What the task requires
Repeat the records. Keep every word and mark exactly as it is.

Segment Start: Given information

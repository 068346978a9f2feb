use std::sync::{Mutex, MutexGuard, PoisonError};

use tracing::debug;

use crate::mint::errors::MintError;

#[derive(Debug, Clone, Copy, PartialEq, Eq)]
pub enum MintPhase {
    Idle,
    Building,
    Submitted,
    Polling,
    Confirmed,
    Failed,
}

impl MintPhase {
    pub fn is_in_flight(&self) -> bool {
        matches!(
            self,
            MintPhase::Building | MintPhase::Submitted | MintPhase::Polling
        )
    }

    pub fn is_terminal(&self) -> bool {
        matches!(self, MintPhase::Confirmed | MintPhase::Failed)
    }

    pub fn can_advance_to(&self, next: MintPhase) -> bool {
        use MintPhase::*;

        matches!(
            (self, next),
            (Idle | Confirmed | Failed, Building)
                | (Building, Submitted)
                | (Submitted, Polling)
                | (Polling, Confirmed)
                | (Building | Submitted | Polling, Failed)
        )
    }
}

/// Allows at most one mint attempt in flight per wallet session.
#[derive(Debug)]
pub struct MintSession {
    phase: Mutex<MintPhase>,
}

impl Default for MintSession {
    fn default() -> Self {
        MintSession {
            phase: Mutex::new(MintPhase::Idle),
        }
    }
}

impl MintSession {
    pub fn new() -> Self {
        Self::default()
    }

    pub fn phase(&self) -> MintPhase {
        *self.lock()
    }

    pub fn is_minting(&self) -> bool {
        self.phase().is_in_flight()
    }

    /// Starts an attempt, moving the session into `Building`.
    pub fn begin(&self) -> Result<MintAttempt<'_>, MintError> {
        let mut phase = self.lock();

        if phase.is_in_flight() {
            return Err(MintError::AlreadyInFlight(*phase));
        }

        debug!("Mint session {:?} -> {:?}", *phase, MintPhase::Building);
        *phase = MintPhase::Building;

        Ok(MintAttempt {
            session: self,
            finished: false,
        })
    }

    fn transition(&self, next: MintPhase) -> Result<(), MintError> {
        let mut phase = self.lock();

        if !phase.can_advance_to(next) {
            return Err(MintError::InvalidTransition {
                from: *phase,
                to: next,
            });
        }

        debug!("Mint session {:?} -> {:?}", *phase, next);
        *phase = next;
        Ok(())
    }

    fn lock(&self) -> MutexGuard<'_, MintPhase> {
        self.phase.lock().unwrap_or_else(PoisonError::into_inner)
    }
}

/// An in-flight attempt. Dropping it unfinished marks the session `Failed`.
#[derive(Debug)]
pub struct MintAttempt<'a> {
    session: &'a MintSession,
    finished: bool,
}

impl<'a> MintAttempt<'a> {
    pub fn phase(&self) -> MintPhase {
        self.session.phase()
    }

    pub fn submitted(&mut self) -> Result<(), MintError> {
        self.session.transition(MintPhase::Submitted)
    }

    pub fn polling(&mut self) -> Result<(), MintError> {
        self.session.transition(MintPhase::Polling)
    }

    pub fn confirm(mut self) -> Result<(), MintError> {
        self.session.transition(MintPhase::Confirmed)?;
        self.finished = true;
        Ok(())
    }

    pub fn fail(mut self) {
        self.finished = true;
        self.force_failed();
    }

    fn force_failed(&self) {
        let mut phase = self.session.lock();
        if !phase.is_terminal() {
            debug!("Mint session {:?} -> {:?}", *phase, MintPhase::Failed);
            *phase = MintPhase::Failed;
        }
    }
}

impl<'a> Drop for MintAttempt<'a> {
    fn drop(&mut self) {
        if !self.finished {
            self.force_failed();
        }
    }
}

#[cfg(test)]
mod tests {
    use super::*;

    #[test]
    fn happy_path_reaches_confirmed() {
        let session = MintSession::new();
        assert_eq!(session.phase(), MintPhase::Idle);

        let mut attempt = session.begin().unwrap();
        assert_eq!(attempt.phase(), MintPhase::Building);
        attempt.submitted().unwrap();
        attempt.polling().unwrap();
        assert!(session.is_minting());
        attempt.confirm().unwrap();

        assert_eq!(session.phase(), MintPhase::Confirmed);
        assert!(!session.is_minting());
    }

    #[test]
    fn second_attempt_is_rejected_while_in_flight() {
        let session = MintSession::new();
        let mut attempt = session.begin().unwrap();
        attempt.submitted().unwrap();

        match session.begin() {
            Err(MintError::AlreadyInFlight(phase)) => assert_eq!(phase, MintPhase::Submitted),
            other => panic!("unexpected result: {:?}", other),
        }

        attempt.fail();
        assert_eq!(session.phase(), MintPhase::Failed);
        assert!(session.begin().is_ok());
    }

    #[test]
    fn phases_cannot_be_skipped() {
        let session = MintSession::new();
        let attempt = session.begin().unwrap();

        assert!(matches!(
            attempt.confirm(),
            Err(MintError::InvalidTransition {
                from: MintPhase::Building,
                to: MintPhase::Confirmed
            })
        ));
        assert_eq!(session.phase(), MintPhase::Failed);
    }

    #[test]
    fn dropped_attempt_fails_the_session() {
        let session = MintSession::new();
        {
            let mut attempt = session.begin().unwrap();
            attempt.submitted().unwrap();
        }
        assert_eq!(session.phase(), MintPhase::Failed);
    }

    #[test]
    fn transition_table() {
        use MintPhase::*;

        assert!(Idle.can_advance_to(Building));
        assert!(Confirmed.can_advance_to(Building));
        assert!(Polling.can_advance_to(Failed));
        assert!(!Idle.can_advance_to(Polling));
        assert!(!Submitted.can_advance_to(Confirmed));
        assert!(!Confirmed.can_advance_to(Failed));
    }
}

Segment End: Given information

Exercise response
repository 068346978a9f2feb
use std::sync::{Mutex, MutexGuard, PoisonError};

use tracing::debug;

use crate::mint::errors::MintError;

#[derive(Debug, Clone, Copy, PartialEq, Eq)]
pub enum MintPhase {
    Idle,
    Building,
    Submitted,
    Polling,
    Confirmed,
    Failed,
}

impl MintPhase {
    pub fn is_in_flight(&self) -> bool {
        matches!(
            self,
            MintPhase::Building | MintPhase::Submitted | MintPhase::Polling
        )
    }

    pub fn is_terminal(&self) -> bool {
        matches!(self, MintPhase::Confirmed | MintPhase::Failed)
    }

    pub fn can_advance_to(&self, next: MintPhase) -> bool {
        use MintPhase::*;

        matches!(
            (self, next),
            (Idle | Confirmed | Failed, Building)
                | (Building, Submitted)
                | (Submitted, Polling)
                | (Polling, Confirmed)
                | (Building | Submitted | Polling, Failed)
        )
    }
}

/// Allows at most one mint attempt in flight per wallet session.
#[derive(Debug)]
pub struct MintSession {
    phase: Mutex<MintPhase>,
}

impl Default for MintSession {
    fn default() -> Self {
        MintSession {
            phase: Mutex::new(MintPhase::Idle),
        }
    }
}

impl MintSession {
    pub fn new() -> Self {
        Self::default()
    }

    pub fn phase(&self) -> MintPhase {
        *self.lock()
    }

    pub fn is_minting(&self) -> bool {
        self.phase().is_in_flight()
    }

    /// Starts an attempt, moving the session into `Building`.
    pub fn begin(&self) -> Result<MintAttempt<'_>, MintError> {
        let mut phase = self.lock();

        if phase.is_in_flight() {
            return Err(MintError::AlreadyInFlight(*phase));
        }

        debug!("Mint session {:?} -> {:?}", *phase, MintPhase::Building);
        *phase = MintPhase::Building;

        Ok(MintAttempt {
            session: self,
            finished: false,
        })
    }

    fn transition(&self, next: MintPhase) -> Result<(), MintError> {
        let mut phase = self.lock();

        if !phase.can_advance_to(next) {
            return Err(MintError::InvalidTransition {
                from: *phase,
                to: next,
            });
        }

        debug!("Mint session {:?} -> {:?}", *phase, next);
        *phase = next;
        Ok(())
    }

    fn lock(&self) -> MutexGuard<'_, MintPhase> {
        self.phase.lock().unwrap_or_else(PoisonError::into_inner)
    }
}

/// An in-flight attempt. Dropping it unfinished marks the session `Failed`.
#[derive(Debug)]
pub struct MintAttempt<'a> {
    session: &'a MintSession,
    finished: bool,
}

impl<'a> MintAttempt<'a> {
    pub fn phase(&self) -> MintPhase {
        self.session.phase()
    }

    pub fn submitted(&mut self) -> Result<(), MintError> {
        self.session.transition(MintPhase::Submitted)
    }

    pub fn polling(&mut self) -> Result<(), MintError> {
        self.session.transition(MintPhase::Polling)
    }

    pub fn confirm(mut self) -> Result<(), MintError> {
        self.session.transition(MintPhase::Confirmed)?;
        self.finished = true;
        Ok(())
    }

    pub fn fail(mut self) {
        self.finished = true;
        self.force_failed();
    }

    fn force_failed(&self) {
        let mut phase = self.session.lock();
        if !phase.is_terminal() {
            debug!("Mint session {:?} -> {:?}", *phase, MintPhase::Failed);
            *phase = MintPhase::Failed;
        }
    }
}

impl<'a> Drop for MintAttempt<'a> {
    fn drop(&mut self) {
        if !self.finished {
            self.force_failed();
        }
    }
}

#[cfg(test)]
mod tests {
    use super::*;

    #[test]
    fn happy_path_reaches_confirmed() {
        let session = MintSession::new();
        assert_eq!(session.phase(), MintPhase::Idle);

        let mut attempt = session.begin().unwrap();
        assert_eq!(attempt.phase(), MintPhase::Building);
        attempt.submitted().unwrap();
        attempt.polling().unwrap();
        assert!(session.is_minting());
        attempt.confirm().unwrap();

        assert_eq!(session.phase(), MintPhase::Confirmed);
        assert!(!session.is_minting());
    }

    #[test]
    fn second_attempt_is_rejected_while_in_flight() {
        let session = MintSession::new();
        let mut attempt = session.begin().unwrap();
        attempt.submitted().unwrap();

        match session.begin() {
            Err(MintError::AlreadyInFlight(phase)) => assert_eq!(phase, MintPhase::Submitted),
            other => panic!("unexpected result: {:?}", other),
        }

        attempt.fail();
        assert_eq!(session.phase(), MintPhase::Failed);
        assert!(session.begin().is_ok());
    }

    #[test]
    fn phases_cannot_be_skipped() {
        let session = MintSession::new();
        let attempt = session.begin().unwrap();

        assert!(matches!(
            attempt.confirm(),
            Err(MintError::InvalidTransition {
                from: MintPhase::Building,
                to: MintPhase::Confirmed
            })
        ));
        assert_eq!(session.phase(), MintPhase::Failed);
    }

    #[test]
    fn dropped_attempt_fails_the_session() {
        let session = MintSession::new();
        {
            let mut attempt = session.begin().unwrap();
            attempt.submitted().unwrap();
        }
        assert_eq!(session.phase(), MintPhase::Failed);
    }

    #[test]
    fn transition_table() {
        use MintPhase::*;

        assert!(Idle.can_advance_to(Building));
        assert!(Confirmed.can_advance_to(Building));
        assert!(Polling.can_advance_to(Failed));
        assert!(!Idle.can_advance_to(Polling));
        assert!(!Submitted.can_advance_to(Confirmed));
        assert!(!Confirmed.can_advance_to(Failed));
    }
}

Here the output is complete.